Dallas Business Journal

Originally Posted: April 4, 2019

Luisa del Rosal, executive director of the SMUMission Food Texas-Mexico Center, is quoted in this Dallas Business Journal article.

Call it USMCA, NAFTA Redux, NAFTA 2.0, or “The Trade Agreement formerly known as NAFTA.” You can even call it by its name: The United States-Mexico-Canada Agreement.

But until it’s actually approved by Congress or scuttled by the Trump Administration, the complex trade relationship that has developed between the North American nations over the past 25 years remains at an uncomfortable crossroads.

A change in administrations in Mexico, the volatility along the U.S.-Mexico border and a general preference within the Trump Administration for bilateral relationships are creating uncertainties about the new trade framework even before it is approved, said Timothy Leahy, chief legal officer for Latin America for AT&T.

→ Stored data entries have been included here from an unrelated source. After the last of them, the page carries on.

//! History-backed sample source: turns an observed series of backlog sizes
//! into transition samples and draws uniformly at random from them.
//!
//! This is the default collaborator behind the [`SampleSource`] contract.
//! How observations are gathered (and any time-based draw weighting) is the
//! business of whatever produced the records; here a record is just a
//! timestamped backlog size.

#![allow(missing_docs)]
#![allow(clippy::cast_possible_wrap, clippy::cast_sign_loss)]

use std::fs;
use std::path::Path;
use std::sync::Arc;

use chrono::{DateTime, Utc};
use rand::Rng;
use serde::{Deserialize, Serialize};

use crate::core::errors::{BlfError, Result};
use crate::sim::sample::{Sample, SampleSource};

/// One raw observation: the open-issue count at a point in time.
#[derive(Debug, Clone, Copy, PartialEq, Eq, Serialize, Deserialize)]
pub struct BacklogRecord {
    /// Observation timestamp.
    pub when: DateTime<Utc>,
    /// Open issues at `when`.
    pub count: u64,
}

/// An ordered backlog history reduced to transition samples.
///
/// Consecutive records become one [`Sample`] each: `duration` is the elapsed
/// seconds between them, `resolved` the net backlog shrinkage (negative when
/// the backlog grew). The newest record anchors the simulation.
#[derive(Debug, Clone)]
pub struct SampleHistory {
    anchor: Sample,
    transitions: Arc<[Sample]>,
}

impl SampleHistory {
    /// Build a history from raw records; sorts by timestamp first.
    ///
    /// Needs at least two records — a single observation has no transition
    /// to replay.
    pub fn from_records(mut records: Vec<BacklogRecord>) -> Result<Self> {
        if records.len() < 2 {
            return Err(BlfError::InsufficientHistory {
                needed: 2,
                got: records.len(),
            });
        }
        records.sort_by_key(|record| record.when);

        let transitions: Vec<Sample> = records
            .windows(2)
            .map(|pair| {
                let (prev, next) = (pair[0], pair[1]);
                let duration = (next.when - prev.when).num_seconds().max(0) as u64;
                let resolved = prev.count as i64 - next.count as i64;
                Sample::transition(next.when, next.count, resolved, duration)
            })
            .collect();

        let Some(newest) = records.last() else {
            return Err(BlfError::InsufficientHistory { needed: 2, got: 0 });
        };

        Ok(Self {
            anchor: Sample::anchor(newest.when, newest.count),
            transitions: transitions.into(),
        })
    }

    /// Load records from a JSON array file (`[{"when": ..., "count": ...}]`).
    pub fn load_json(path: &Path) -> Result<Self> {
        let raw = fs::read_to_string(path).map_err(|source| BlfError::io(path, source))?;
        let records: Vec<BacklogRecord> = serde_json::from_str(&raw)?;
        Self::from_records(records)
    }

    /// The most recent observed backlog state.
    #[must_use]
    pub const fn anchor(&self) -> Sample {
        self.anchor
    }

    /// The derived transition samples, oldest first.
    #[must_use]
    pub fn transitions(&self) -> &[Sample] {
        &self.transitions
    }

    /// A drawing source over this history. Cheap to call repeatedly: the
    /// transition slice is shared, not copied.
    #[must_use]
    pub fn source(&self) -> HistorySource {
        HistorySource {
            anchor: self.anchor,
            transitions: Arc::clone(&self.transitions),
        }
    }
}

/// Uniform-random [`SampleSource`] over a shared transition slice.
///
/// Draws use the thread-local RNG, so clones handed to worker threads draw
/// independent streams without any shared mutable state.
#[derive(Debug, Clone)]
pub struct HistorySource {
    anchor: Sample,
    transitions: Arc<[Sample]>,
}

impl SampleSource for HistorySource {
    fn last_sample(&mut self) -> Sample {
        self.anchor
    }

    fn random_sample(&mut self) -> Sample {
        // from_records guarantees a non-empty transition slice.
        let index = rand::rng().random_range(0..self.transitions.len());
        self.transitions[index]
    }
}

#[cfg(test)]
mod tests {
    use super::*;
    use chrono::TimeZone;

    fn record(day: u32, count: u64) -> BacklogRecord {
        BacklogRecord {
            when: Utc.with_ymd_and_hms(2024, 6, day, 0, 0, 0).unwrap(),
            count,
        }
    }

    #[test]
    fn consecutive_records_become_transitions() {
        let history =
            SampleHistory::from_records(vec![record(1, 100), record(2, 90), record(3, 95)])
                .unwrap();

        let transitions = history.transitions();
        assert_eq!(transitions.len(), 2);

        // Day 1 → 2: ten issues resolved over one day.
        assert_eq!(transitions[0].resolved, 10);
        assert_eq!(transitions[0].duration, 86_400);
        assert_eq!(transitions[0].count, 90);

        // Day 2 → 3: backlog grew by five.
        assert_eq!(transitions[1].resolved, -5);
        assert_eq!(transitions[1].duration, 86_400);
        assert_eq!(transitions[1].count, 95);
    }

    #[test]
    fn anchor_is_newest_record() {
        let history =
            SampleHistory::from_records(vec![record(5, 42), record(1, 100), record(3, 70)])
                .unwrap();
        assert_eq!(history.anchor().count, 42);
        assert_eq!(
            history.anchor().when,
            Utc.with_ymd_and_hms(2024, 6, 5, 0, 0, 0).unwrap()
        );
    }

    #[test]
    fn unsorted_records_are_sorted_before_derivation() {
        let history =
            SampleHistory::from_records(vec![record(3, 80), record(1, 100), record(2, 90)])
                .unwrap();
        let transitions = history.transitions();
        // Chronological deltas regardless of input order: 100→90→80.
        assert_eq!(transitions[0].resolved, 10);
        assert_eq!(transitions[1].resolved, 10);
    }

    #[test]
    fn too_few_records_error() {
        let err = SampleHistory::from_records(vec![record(1, 10)]).unwrap_err();
        assert_eq!(err.code(), "BLF-2001");

        let err = SampleHistory::from_records(Vec::new()).unwrap_err();
        assert_eq!(err.code(), "BLF-2001");
    }

    #[test]
    fn source_draws_only_derived_transitions() {
        let history =
            SampleHistory::from_records(vec![record(1, 100), record(2, 90), record(4, 60)])
                .unwrap();
        let transitions = history.transitions().to_vec();
        let mut source = history.source();

        assert_eq!(source.last_sample(), history.anchor());
        for _ in 0..200 {
            let drawn = source.random_sample();
            assert!(
                transitions.contains(&drawn),
                "drew a sample outside the history: {drawn:?}"
            );
        }
    }

    #[test]
    fn single_transition_draws_deterministically() {
        let history = SampleHistory::from_records(vec![record(1, 10), record(2, 7)]).unwrap();
        let mut source = history.source();
        for _ in 0..10 {
            let drawn = source.random_sample();
            assert_eq!(drawn.resolved, 3);
            assert_eq!(drawn.duration, 86_400);
        }
    }

    #[test]
    fn load_json_roundtrip() {
        let dir = tempfile::tempdir().unwrap();
        let path = dir.path().join("history.json");
        std::fs::write(
            &path,
            r#"[
                {"when": "2024-06-01T00:00:00Z", "count": 100},
                {"when": "2024-06-02T00:00:00Z", "count": 97}
            ]"#,
        )
        .unwrap();

        let history = SampleHistory::load_json(&path).unwrap();
        assert_eq!(history.anchor().count, 97);
        assert_eq!(history.transitions().len(), 1);
        assert_eq!(history.transitions()[0].resolved, 3);
    }

    #[test]
    fn load_json_rejects_malformed_file() {
        let dir = tempfile::tempdir().unwrap();
        let path = dir.path().join("garbage.json");
        std::fs::write(&path, "not json at all").unwrap();
        let err = SampleHistory::load_json(&path).unwrap_err();
        assert_eq!(err.code(), "BLF-2101");
    }

    #[test]
    fn load_json_missing_file_is_io_error() {
        let err =
            SampleHistory::load_json(Path::new("/nonexistent_blf_test/history.json")).unwrap_err();
        assert_eq!(err.code(), "BLF-3002");
    }
}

Leahy was one of three trade experts asked to assess the status of the new trade agreement and how it might affect businesses that have come to depend on the trading environment that has developed since NAFTA came into effect in 1994. The program – “The New NAFTA: Getting Down to Business” was hosted by the SMU Cox O’Neil Center for Global Markets and Freedom, The Texas Lawbook and SMU’s Mission Foods Texas-Mexico Center.

 Andres Alvarez, foreign legal consultant at Foley Gardere, said some of the most sweeping changes are likely to be felt in the auto industry, where new requirements for parts origination and dramatic raise in salary standards are likely to have a dramatic effect, whether for better or worse.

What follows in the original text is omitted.